As manufacturers, we see a pattern in the kinds of issues that arise for different customers. Some struggle with trace halide content in other sources, leading to lost yields in late-stage cyclization steps. Others report variable solubility. We share our full impurity profiles and provide early notification of changes in raw source or control process. This keeps surprises to a minimum and productivity high.
Labs need more than a list of specs; they need confidence that the white powder they open today behaves just like the last batch they used before. Over time, our attention to small process details made that possible. Operators stay late to troubleshoot a particularly stubborn crystallization eagle-eye for subtle color changes means purer output. The impact echoes in faster graduation from development to clinical trial materials — a win all around.
We don’t take trust lightly. Every rejected lot is a lesson and an opportunity for improvement. Several years ago, an unexpected uptick in an impurity signaled a need for fresh raw material supplier validation. That event led to new analytic checkpoints which, today, form part of our standard process. It’s easy to assume that one product suits every need, but working closely with pharma discovery and process teams reveals persistent differences in what matters most — one lab prizes ultra-low moisture, another cares for high throughput reactivity.
Responding to these differences, we regularly upgrade handling lines and sample retention practices. We’ve begun sharing anonymized process improvement reports with select partners, offering transparency that goes beyond the COA. In our experience, knowledgeable customers want to see evidence, not reassurances. They ask about batch variability, about prior root-cause investigations, and about how we handle outliers.
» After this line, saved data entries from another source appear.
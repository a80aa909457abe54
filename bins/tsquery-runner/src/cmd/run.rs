use std::io::Write;

use futures::StreamExt;

use tsquery_api::PageFetcher;
use tsquery_client::QueryClient;
use tsquery_engine::{Paginator, render_record};

use crate::config::{Effective, RunArgs};
use crate::error::RunnerError;

pub async fn execute(args: RunArgs) -> Result<(), RunnerError> {
    let eff = Effective::new(&args.common)?.with_run_args(&args)?;
    run(&eff).await
}

/// Run every query in turn. A failing query is logged and the rest still run.
pub async fn run(eff: &Effective) -> Result<(), RunnerError> {
    let client = QueryClient::new(eff.client.clone())?;
    tracing::info!(
        endpoint = %eff.client.endpoint,
        queries = eff.queries.len(),
        max_pages = ?eff.max_pages,
        "tsquery-runner starting"
    );

    let mut paginator = Paginator::new(client);
    if let Some(max) = eff.max_pages {
        paginator = paginator.with_max_pages(max);
    }

    let mut out = std::io::stdout();
    let mut failed = 0usize;

    for (i, q) in eff.queries.iter().enumerate() {
        writeln!(out, "Running query {} : {}", i + 1, q.sql)?;
        match print_query(&paginator, &q.sql, &mut out).await {
            Ok(rows) => tracing::info!(query = %q.name, rows, "query finished"),
            Err(e) => {
                failed += 1;
                tracing::error!(query = %q.name, error = %e, "error while querying");
            }
        }
    }

    if failed > 0 {
        return Err(RunnerError::QueriesFailed {
            failed,
            total: eff.queries.len(),
        });
    }
    Ok(())
}

/// Print metadata and rendered rows of every page. Returns the row count.
pub(crate) async fn print_query<F, W>(
    paginator: &Paginator<F>,
    sql: &str,
    out: &mut W,
) -> Result<usize, RunnerError>
where
    F: PageFetcher,
    W: Write,
{
    let pages = paginator.pages(sql);
    futures::pin_mut!(pages);

    let mut rows = 0usize;
    while let Some(page) = pages.next().await {
        let page = page?;
        writeln!(out, "Metadata: {}", serde_json::to_string(&page.columns)?)?;
        writeln!(out, "Data: ")?;
        for record in &page.records {
            writeln!(out, "{}", render_record(&page.columns, record))?;
        }
        rows += page.records.len();
    }
    Ok(rows)
}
Our job remains to answer these questions with open dialogue and continuous improvement.
No manufacturing operation stays the same. Environmental policies, new export rules, and price shifts in precursors force continuous adaptation. In the last year, we’ve trimmed the footprint on our main plant by updating solvent recovery and vent scrubbing. This reduces both regulatory burden and energy cost, freeing resources for upgrading our analytical suite. We reinvest savings directly to strengthen QC protocols.
Screening for novel impurities in start-up test campaigns gives us early warning about side reactions that were low-profile in the past. More customer programs now require deeper impurity identification, not simply listing the top two byproducts. Setting up this extra tracking means more effort in the plant, but tighter process understanding backs up every gram shipped.
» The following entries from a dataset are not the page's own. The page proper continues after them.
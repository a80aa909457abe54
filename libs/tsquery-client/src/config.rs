use std::time::Duration;

use serde::Deserialize;

use crate::error::ClientError;

/// Connection settings for [`QueryClient`](crate::QueryClient).
///
/// Deserialized from the `[client]` table of the runner config.
#[derive(Debug, Clone, Deserialize)]
pub struct ClientConfig {
    /// Base URL of the query service, e.g. `http://127.0.0.1:9300`.
    pub endpoint: String,

    /// Per-request timeout.
    #[serde(default = "default_request_timeout_ms")]
    pub request_timeout_ms: u64,

    /// Retries after the first attempt for transport errors, 429 and 5xx.
    #[serde(default = "default_max_retries")]
    pub max_retries: u32,

    /// First backoff delay; doubled on every retry.
    #[serde(default = "default_retry_base_delay_ms")]
    pub retry_base_delay_ms: u64,

    /// Upper bound for a single backoff delay.
    #[serde(default = "default_retry_max_delay_ms")]
    pub retry_max_delay_ms: u64,

    /// Page size hint sent as `MaxRows`. Service default when unset.
    #[serde(default)]
    pub max_rows: Option<u32>,

    /// Sent as `Authorization: Bearer <key>` when set.
    #[serde(default)]
    pub api_key: Option<String>,
}

fn default_request_timeout_ms() -> u64 {
    20_000
}
fn default_max_retries() -> u32 {
    10
}
fn default_retry_base_delay_ms() -> u64 {
    100
}
fn default_retry_max_delay_ms() -> u64 {
    5_000
}

impl ClientConfig {
    pub fn new(endpoint: impl Into<String>) -> Self {
        Self {
            endpoint: endpoint.into(),
            request_timeout_ms: default_request_timeout_ms(),
            max_retries: default_max_retries(),
            retry_base_delay_ms: default_retry_base_delay_ms(),
            retry_max_delay_ms: default_retry_max_delay_ms(),
            max_rows: None,
            api_key: None,
        }
    }

    pub fn validate(&self) -> Result<(), ClientError> {
        let endpoint = self.endpoint.trim();
        if endpoint.is_empty() {
            return Err(ClientError::Config("endpoint is empty".into()));
        }
        if !(endpoint.starts_with("http://") || endpoint.starts_with("https://")) {
            return Err(ClientError::Config(format!(
                "endpoint '{endpoint}' must start with http:// or https://"
            )));
        }
        if self.request_timeout_ms == 0 {
            return Err(ClientError::Config("request_timeout_ms must be > 0".into()));
        }
        if self.max_rows == Some(0) {
            return Err(ClientError::Config("max_rows must be > 0".into()));
        }
        Ok(())
    }

    pub fn request_timeout(&self) -> Duration {
        Duration::from_millis(self.request_timeout_ms)
    }

    /// Delay before retry number `attempt` (0-based): `base * 2^attempt`, capped.
    pub fn backoff(&self, attempt: u32) -> Duration {
        let factor = 1u64 << attempt.min(16);
        let delay = self.retry_base_delay_ms.saturating_mul(factor);
        Duration::from_millis(delay.min(self.retry_max_delay_ms))
    }

    /// `{endpoint}/{path}` without doubled slashes.
    pub(crate) fn url(&self, path: &str) -> String {
        format!("{}/{path}", self.endpoint.trim().trim_end_matches('/'))
    }
}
Our roots are in responsive production and genuine feedback, not faceless transactions. Customers sometimes need a quick turnaround; sometimes they reach out with a technical challenge. We listen — every time. Operators field hands-on questions, not only salespeople. Regular customer visits to the plant give them firsthand knowledge of the people and equipment behind the drums arriving at their dock. Visitors see for themselves the checks, the color-matching, the batch records, and the live test data that make possible a product they can trust.
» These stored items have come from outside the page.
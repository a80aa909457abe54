use reqwest::StatusCode;
use serde::de::DeserializeOwned;
use serde::{Deserialize, Serialize};

use tsquery_api::{FetchError, FetchFuture, Page, PageFetcher};

use crate::config::ClientConfig;
use crate::error::ClientError;

// ═══════════════════════════════════════════════════════════════
//  Wire messages
// ═══════════════════════════════════════════════════════════════

#[derive(Serialize)]
#[serde(rename_all = "PascalCase")]
struct QueryRequest<'a> {
    query_string: &'a str,
    #[serde(skip_serializing_if = "Option::is_none")]
    next_token: Option<&'a str>,
    #[serde(skip_serializing_if = "Option::is_none")]
    max_rows: Option<u32>,
}

#[derive(Serialize)]
#[serde(rename_all = "PascalCase")]
struct CancelRequest<'a> {
    query_id: &'a str,
}

#[derive(Deserialize)]
#[serde(rename_all = "PascalCase")]
struct CancelResponse {
    #[serde(default)]
    cancellation_message: Option<String>,
}

/// Error body; both `{"code","message"}` and `{"__type","Message"}` spellings are accepted.
#[derive(Deserialize)]
struct ServiceErrorBody {
    #[serde(default, alias = "__type", alias = "Code")]
    code: Option<String>,
    #[serde(default, alias = "Message")]
    message: Option<String>,
}

struct Failure {
    error: FetchError,
    retryable: bool,
}

impl Failure {
    fn retry(error: FetchError) -> Self {
        Self { error, retryable: true }
    }

    fn fatal(error: FetchError) -> Self {
        Self { error, retryable: false }
    }
}

// ═══════════════════════════════════════════════════════════════
//  QueryClient
// ═══════════════════════════════════════════════════════════════

/// JSON-over-HTTP client for the query service.
///
/// Cheap to clone; clones share the connection pool.
#[derive(Debug, Clone)]
pub struct QueryClient {
    http: reqwest::Client,
    config: ClientConfig,
}

impl QueryClient {
    pub fn new(config: ClientConfig) -> Result<Self, ClientError> {
        config.validate()?;
        let http = reqwest::Client::builder()
            .timeout(config.request_timeout())
            .build()?;
        Ok(Self { http, config })
    }

    pub fn config(&self) -> &ClientConfig {
        &self.config
    }

    /// Fetch one page of `query`. `next_token` is `None` for the first page.
    pub async fn query(&self, query: &str, next_token: Option<&str>) -> Result<Page, FetchError> {
        let body = QueryRequest {
            query_string: query,
            next_token,
            max_rows: self.config.max_rows,
        };
        let page: Page = self.post("query", &body).await?;
        tracing::debug!(
            query_id = ?page.query_id,
            rows = page.rows.len(),
            more = !page.is_last(),
            "received page"
        );
        Ok(page)
    }

    /// Cancel a running query. Returns the service's cancellation message, if any.
    pub async fn cancel(&self, query_id: &str) -> Result<Option<String>, FetchError> {
        let resp: CancelResponse = self.post("cancel", &CancelRequest { query_id }).await?;
        tracing::info!(query_id, "query cancelled");
        Ok(resp.cancellation_message)
    }

    async fn post<B, T>(&self, path: &str, body: &B) -> Result<T, FetchError>
    where
        B: Serialize + Sync + ?Sized,
        T: DeserializeOwned,
    {
        let url = self.config.url(path);
        let mut attempt = 0u32;
        loop {
            match self.send_once(&url, body).await {
                Ok(value) => return Ok(value),
                Err(failure) if failure.retryable && attempt < self.config.max_retries => {
                    let delay = self.config.backoff(attempt);
                    attempt += 1;
                    tracing::warn!(
                        %url,
                        attempt,
                        delay_ms = delay.as_millis() as u64,
                        error = %failure.error,
                        "request failed, retrying"
                    );
                    tokio::time::sleep(delay).await;
                }
                Err(failure) => return Err(failure.error),
            }
        }
    }

    async fn send_once<B, T>(&self, url: &str, body: &B) -> Result<T, Failure>
    where
        B: Serialize + Sync + ?Sized,
        T: DeserializeOwned,
    {
        let mut request = self.http.post(url).json(body);
        if let Some(key) = &self.config.api_key {
            request = request.bearer_auth(key);
        }

        let resp = request
            .send()
            .await
            .map_err(|e| Failure::retry(FetchError::transport(format!("HTTP request failed: {e}"))))?;

        let status = resp.status();
        let text = resp
            .text()
            .await
            .map_err(|e| Failure::retry(FetchError::transport(format!("read response body: {e}"))))?;

        if !status.is_success() {
            return Err(Failure {
                error: service_error(status, &text),
                retryable: is_retryable(status),
            });
        }

        serde_json::from_str(&text)
            .map_err(|e| Failure::fatal(FetchError::transport(format!("parse response: {e}"))))
    }
}

impl PageFetcher for QueryClient {
    fn fetch<'a>(&'a self, query: &'a str, next_token: Option<&'a str>) -> FetchFuture<'a> {
        Box::pin(self.query(query, next_token))
    }
}

fn is_retryable(status: StatusCode) -> bool {
    status == StatusCode::TOO_MANY_REQUESTS || status.is_server_error()
}

fn service_error(status: StatusCode, body: &str) -> FetchError {
    let parsed = serde_json::from_str::<ServiceErrorBody>(body).ok();
    let (code, message) = match parsed {
        Some(b) => (b.code, b.message),
        None => (None, None),
    };
    let message = message.unwrap_or_else(|| {
        let trimmed = body.trim();
        if trimmed.is_empty() {
            status.canonical_reason().unwrap_or("no response body").to_string()
        } else {
            trimmed.to_string()
        }
    });
    FetchError::service(code.unwrap_or_else(|| status.as_u16().to_string()), message)
}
As chemical producers, we take pride in human experience over templated bullet points. Every batch of 6,7-Dihydro-5H-pyrrolo[3,4-b]pyridine reflects hands-on knowledge, shared from operator to chemist to customer. The value comes not from a catalogue entry but from practiced quality and reliability — lessons learned and applied every working day. This isn’t just a product line; it’s hours of teamwork, real-world troubleshooting, and respect for the work researchers do across the globe.